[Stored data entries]

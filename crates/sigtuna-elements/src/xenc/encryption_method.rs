#![forbid(unsafe_code)]

use sigtuna_core::{ns, Error, Result};
use sigtuna_xml::{element_children, required_attribute, Chunk, XmlElement, XmlNode};

/// A `xenc:EncryptionMethod` element.
///
/// Unlike `ds:SignatureMethod` there is no fixed whitelist here; the
/// algorithm URI only has to be non-empty. Children such as
/// `xenc:KeySize` or `xenc:OAEPparams` are kept opaque.
#[derive(Debug, Clone, PartialEq, Eq)]
pub struct EncryptionMethod {
    algorithm: String,
    elements: Vec<Chunk>,
}

impl EncryptionMethod {
    pub fn new(algorithm: impl Into<String>, elements: Vec<Chunk>) -> Result<Self> {
        let algorithm = algorithm.into();
        if algorithm.is_empty() {
            return Err(Error::InvalidArgument(
                "xenc:EncryptionMethod requires a non-empty Algorithm".into(),
            ));
        }
        Ok(Self {
            algorithm,
            elements,
        })
    }

    pub fn algorithm(&self) -> &str {
        &self.algorithm
    }

    pub fn elements(&self) -> &[Chunk] {
        &self.elements
    }
}

impl XmlElement for EncryptionMethod {
    const NAMESPACE: &'static str = ns::ENC;
    const PREFIX: &'static str = ns::ENC_PREFIX;
    const LOCAL_NAME: &'static str = ns::node::ENCRYPTION_METHOD;

    fn from_xml(node: roxmltree::Node<'_, '_>) -> Result<Self> {
        Self::expect_element(&node)?;
        let algorithm = required_attribute(node, ns::attr::ALGORITHM)?;
        let elements = element_children(node).map(Chunk::from_node).collect();
        Self::new(algorithm, elements)
    }

    fn to_xml(&self) -> XmlNode {
        let mut e = Self::element();
        e.set_attribute(ns::attr::ALGORITHM, &self.algorithm);
        for chunk in &self.elements {
            if chunk.is_empty_element() {
                continue;
            }
            e.append(chunk.to_xml());
        }
        e
    }
}

#[cfg(test)]
mod tests {
    use super::*;
    use sigtuna_core::algorithm;
    use sigtuna_xml::parse_document;

    #[test]
    fn test_marshalling() {
        let method = EncryptionMethod::new(algorithm::AES256_GCM, Vec::new()).unwrap();
        assert_eq!(
            method.render(),
            "<xenc:EncryptionMethod xmlns:xenc=\"http://www.w3.org/2001/04/xmlenc#\" \
             Algorithm=\"http://www.w3.org/2009/xmlenc11#aes256-gcm\"/>"
        );
    }

    #[test]
    fn test_empty_algorithm_rejected() {
        assert!(matches!(
            EncryptionMethod::new("", Vec::new()).unwrap_err(),
            Error::InvalidArgument(_)
        ));
    }

    #[test]
    fn test_missing_algorithm_attribute() {
        let doc = parse_document(
            "<xenc:EncryptionMethod xmlns:xenc=\"http://www.w3.org/2001/04/xmlenc#\"/>",
        )
        .unwrap();
        assert!(matches!(
            EncryptionMethod::from_xml(doc.root_element()).unwrap_err(),
            Error::MissingAttribute(_)
        ));
    }

    #[test]
    fn test_children_preserved() {
        let xml = format!(
            "<xenc:EncryptionMethod xmlns:xenc=\"http://www.w3.org/2001/04/xmlenc#\" \
             Algorithm=\"{}\"><xenc:KeySize>256</xenc:KeySize></xenc:EncryptionMethod>",
            algorithm::AES256_CBC
        );
        let doc = parse_document(&xml).unwrap();
        let method = EncryptionMethod::from_xml(doc.root_element()).unwrap();
        assert_eq!(method.elements().len(), 1);
        assert_eq!(method.elements()[0].local_name(), "KeySize");

        let rendered = method.render();
        let doc = parse_document(&rendered).unwrap();
        let reparsed = EncryptionMethod::from_xml(doc.root_element()).unwrap();
        assert_eq!(reparsed.render(), rendered);
    }
}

# [What is required]
Every record must be set down again exactly.

# [Answer box]
filename crates/sigtuna-elements/src/xenc/encryption_method.rs
#![forbid(unsafe_code)]

use sigtuna_core::{ns, Error, Result};
use sigtuna_xml::{element_children, required_attribute, Chunk, XmlElement, XmlNode};

/// A `xenc:EncryptionMethod` element.
///
/// Unlike `ds:SignatureMethod` there is no fixed whitelist here; the
/// algorithm URI only has to be non-empty. Children such as
/// `xenc:KeySize` or `xenc:OAEPparams` are kept opaque.
#[derive(Debug, Clone, PartialEq, Eq)]
pub struct EncryptionMethod {
    algorithm: String,
    elements: Vec<Chunk>,
}

impl EncryptionMethod {
    pub fn new(algorithm: impl Into<String>, elements: Vec<Chunk>) -> Result<Self> {
        let algorithm = algorithm.into();
        if algorithm.is_empty() {
            return Err(Error::InvalidArgument(
                "xenc:EncryptionMethod requires a non-empty Algorithm".into(),
            ));
        }
        Ok(Self {
            algorithm,
            elements,
        })
    }

    pub fn algorithm(&self) -> &str {
        &self.algorithm
    }

    pub fn elements(&self) -> &[Chunk] {
        &self.elements
    }
}

impl XmlElement for EncryptionMethod {
    const NAMESPACE: &'static str = ns::ENC;
    const PREFIX: &'static str = ns::ENC_PREFIX;
    const LOCAL_NAME: &'static str = ns::node::ENCRYPTION_METHOD;

    fn from_xml(node: roxmltree::Node<'_, '_>) -> Result<Self> {
        Self::expect_element(&node)?;
        let algorithm = required_attribute(node, ns::attr::ALGORITHM)?;
        let elements = element_children(node).map(Chunk::from_node).collect();
        Self::new(algorithm, elements)
    }

    fn to_xml(&self) -> XmlNode {
        let mut e = Self::element();
        e.set_attribute(ns::attr::ALGORITHM, &self.algorithm);
        for chunk in &self.elements {
            if chunk.is_empty_element() {
                continue;
            }
            e.append(chunk.to_xml());
        }
        e
    }
}

#[cfg(test)]
mod tests {
    use super::*;
    use sigtuna_core::algorithm;
    use sigtuna_xml::parse_document;

    #[test]
    fn test_marshalling() {
        let method = EncryptionMethod::new(algorithm::AES256_GCM, Vec::new()).unwrap();
        assert_eq!(
            method.render(),
            "<xenc:EncryptionMethod xmlns:xenc=\"http://www.w3.org/2001/04/xmlenc#\" \
             Algorithm=\"http://www.w3.org/2009/xmlenc11#aes256-gcm\"/>"
        );
    }

    #[test]
    fn test_empty_algorithm_rejected() {
        assert!(matches!(
            EncryptionMethod::new("", Vec::new()).unwrap_err(),
            Error::InvalidArgument(_)
        ));
    }

    #[test]
    fn test_missing_algorithm_attribute() {
        let doc = parse_document(
            "<xenc:EncryptionMethod xmlns:xenc=\"http://www.w3.org/2001/04/xmlenc#\"/>",
        )
        .unwrap();
        assert!(matches!(
            EncryptionMethod::from_xml(doc.root_element()).unwrap_err(),
            Error::MissingAttribute(_)
        ));
    }

    #[test]
    fn test_children_preserved() {
        let xml = format!(
            "<xenc:EncryptionMethod xmlns:xenc=\"http://www.w3.org/2001/04/xmlenc#\" \
             Algorithm=\"{}\"><xenc:KeySize>256</xenc:KeySize></xenc:EncryptionMethod>",
            algorithm::AES256_CBC
        );
        let doc = parse_document(&xml).unwrap();
        let method = EncryptionMethod::from_xml(doc.root_element()).unwrap();
        assert_eq!(method.elements().len(), 1);
        assert_eq!(method.elements()[0].local_name(), "KeySize");

        let rendered = method.render();
        let doc = parse_document(&rendered).unwrap();
        let reparsed = EncryptionMethod::from_xml(doc.root_element()).unwrap();
        assert_eq!(reparsed.render(), rendered);
    }
}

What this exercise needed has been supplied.